サブタイトルは復興五輪から克服五輪へ!

 先日、東京大学やドイツのハノーファー大学などの国際研究チームが、東京五輪で使用予定の全会場の放射線量を測定したところ、過去に開催された五輪会場の平均よりも下回っていたとの報道がありました。

 東京大学の小豆川助教は、「海外では『東京は放射能で汚染されている』という認識の人が依然として多い。こういった誤解・偏見はオリンピックを開催する時に大きな問題になると思って研究を始めた。自明だが、全会場の測定をした結果、福島第一原発事故の影響が強く出ているところはないという判断になった。日本にいても海外にいても、思い込みではなく、データに真摯に向き合って考えていく必要があるのではないか。」と述べたそうです。

 この報道を聞いて「あまりに遅いよ、今頃!」と残念に思います。東大の先生にではなく、組織委員会や国及び東京都に対して、なぜもっと早く、このような調査研究を依頼しなかったのか、問いたいほどです。

 この「東京2020大会」は、招致段階から、ずっと復興五輪というサブタイトルを付けられてきました。当時の「立候補ファイル」には、「日本が東日本大震災から復興している姿を発信し、世界への返礼の場とする。」という目標を掲げていたのです。

 この「復興五輪」というサブタイトルは、もともとIOCへの提案や約束ではなく、国内向けのメッセージでした。そのため、組織委は、野球会場や聖火リレー出発など、地元民が喜びそうな五輪イベントの一部を、福島、宮城等に振ったわけです。中には、「ボートコース」を誘致しようとした無理筋の一件もありました。

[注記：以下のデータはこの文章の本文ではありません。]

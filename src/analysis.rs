//! Person detection on captured stills.
//!
//! Analysis never fails outright: decode and backend errors collapse into
//! fixed summary strings so the notification still goes out.

use std::path::Path;

use crate::detect::{Detection, DetectorBackend};

pub const DEFAULT_CONFIDENCE_THRESHOLD: f32 = 0.4;
pub const DEFAULT_TARGET_CLASS: &str = "person";
pub const DEFAULT_MAX_OTHER_OBJECTS: usize = 3;

pub const HUMAN_DETECTED_MARKER: &str = "HUMAN DETECTED";
pub const NO_SIGNIFICANT_OBJECTS: &str = "NO HUMAN - No significant objects detected";
pub const IMAGE_READ_FAILED: &str = "Image read failed";
pub const DETECTION_FAILED: &str = "Detection failed";

/// Outcome of analysing one capture.
#[derive(Clone, Debug, PartialEq, Eq)]
pub struct AnalysisResult {
    pub summary: String,
    /// Target-class detections above threshold.
    pub human_count: usize,
}

impl AnalysisResult {
    pub fn from_summary(summary: impl Into<String>) -> Self {
        Self {
            summary: summary.into(),
            human_count: 0,
        }
    }

    /// Derived from the summary text so that any producer of a summary,
    /// including the failure strings, maps to the right notification.
    pub fn human_present(&self) -> bool {
        self.summary.to_uppercase().contains(HUMAN_DETECTED_MARKER)
    }
}

#[derive(Clone, Debug)]
pub struct AnalysisSettings {
    pub confidence_threshold: f32,
    pub target_class: String,
    pub max_other_objects: usize,
}

impl Default for AnalysisSettings {
    fn default() -> Self {
        Self {
            confidence_threshold: DEFAULT_CONFIDENCE_THRESHOLD,
            target_class: DEFAULT_TARGET_CLASS.to_string(),
            max_other_objects: DEFAULT_MAX_OTHER_OBJECTS,
        }
    }
}

/// Runs a detector backend over captured images.
pub struct Analyzer {
    backend: Box<dyn DetectorBackend>,
    settings: AnalysisSettings,
}

impl Analyzer {
    pub fn new(backend: Box<dyn DetectorBackend>, settings: AnalysisSettings) -> Self {
        Self { backend, settings }
    }

    pub fn backend_name(&self) -> &'static str {
        self.backend.name()
    }

    pub fn warm_up(&mut self) -> anyhow::Result<()> {
        self.backend.warm_up()
    }

    pub fn analyze(&mut self, image_path: &Path) -> AnalysisResult {
        let image = match image::open(image_path) {
            Ok(image) => image.into_rgb8(),
            Err(e) => {
                log::error!("could not read image {}: {}", image_path.display(), e);
                return AnalysisResult::from_summary(IMAGE_READ_FAILED);
            }
        };

        let detections = match self.backend.detect(&image) {
            Ok(detections) => detections,
            Err(e) => {
                log::error!("{} backend failed: {:#}", self.backend.name(), e);
                return AnalysisResult::from_summary(DETECTION_FAILED);
            }
        };

        log::debug!("total detections: {}", detections.len());
        for detection in &detections {
            log::debug!(
                "  - {}: {:.2}",
                detection.class_name,
                detection.confidence
            );
        }

        let result = summarize(&detections, &self.settings);
        log::info!("analysis: {}", result.summary);
        result
    }
}

/// Builds the summary for a detection list.
///
/// Only detections strictly above the threshold count. Other classes are
/// listed once each, in first-seen order, capped at `max_other_objects`.
pub fn summarize(detections: &[Detection], settings: &AnalysisSettings) -> AnalysisResult {
    let mut human_count = 0usize;
    let mut others: Vec<&str> = Vec::new();

    for detection in detections
        .iter()
        .filter(|d| d.confidence > settings.confidence_threshold)
    {
        if detection.class_name == settings.target_class {
            human_count += 1;
        } else if !others.contains(&detection.class_name.as_str()) {
            others.push(detection.class_name.as_str());
        }
    }

    let summary = match (human_count, others.is_empty()) {
        (1, _) => format!("{} - 1 person detected", HUMAN_DETECTED_MARKER),
        (n, _) if n > 1 => format!("{} - {} people detected", HUMAN_DETECTED_MARKER, n),
        (_, true) => NO_SIGNIFICANT_OBJECTS.to_string(),
        (_, false) => {
            others.truncate(settings.max_other_objects);
            format!("NO HUMAN - Detected: {}", others.join(", "))
        }
    };

    AnalysisResult {
        summary,
        human_count,
    }
}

 ところが、いまだ、東北の食材に対して「輸入停止」か「限定規制」を課している国・地域が、今年3月現在で、韓国や中国など8カ所残っています。今年の開催であれば、選手村の食材をすべて東北産にすることもできず、多少の復興コーナーを設定して不作為をフォローしただけに終わったのでしょう。韓国では、選手村の食材は汚染されているので、入村したくないとのメッセージもあったほどです。もちろん政治的意味合いも含んでいますが・・・

 この「復興五輪」違和感については、2016年に『「復興五輪」をめぐる発言に違和感あり(その1)』をはじめ、私は何度もこれまで指摘してきました。ぜひ、タグ「復興五輪」で検索して、当時の経緯を再読してみてください。

 また、今夏に予定通り開催されていたとしたら、復興食材だけでなく、酷暑等の気象対策が十分だったかの検証もできるはずです。

 私論でいえば、五輪マラソンの札幌移転騒動に際して、パラマラソンが東京コースのままであることに異論を述べてきましたが、パラ大会が今夏開催であれば異常な暑さに見舞われ、屋外競技のパラ選手に相当な被害者が出た可能性は否定できません。

 来夏の延期五輪に対して、組織委は、単に「簡素化」「経費削減」のアピールをするだけではなく、未達成課題や準備不測等を十分検証して、延期したから克服できたと評価される付加価値を実現してほしいと願うばかりです。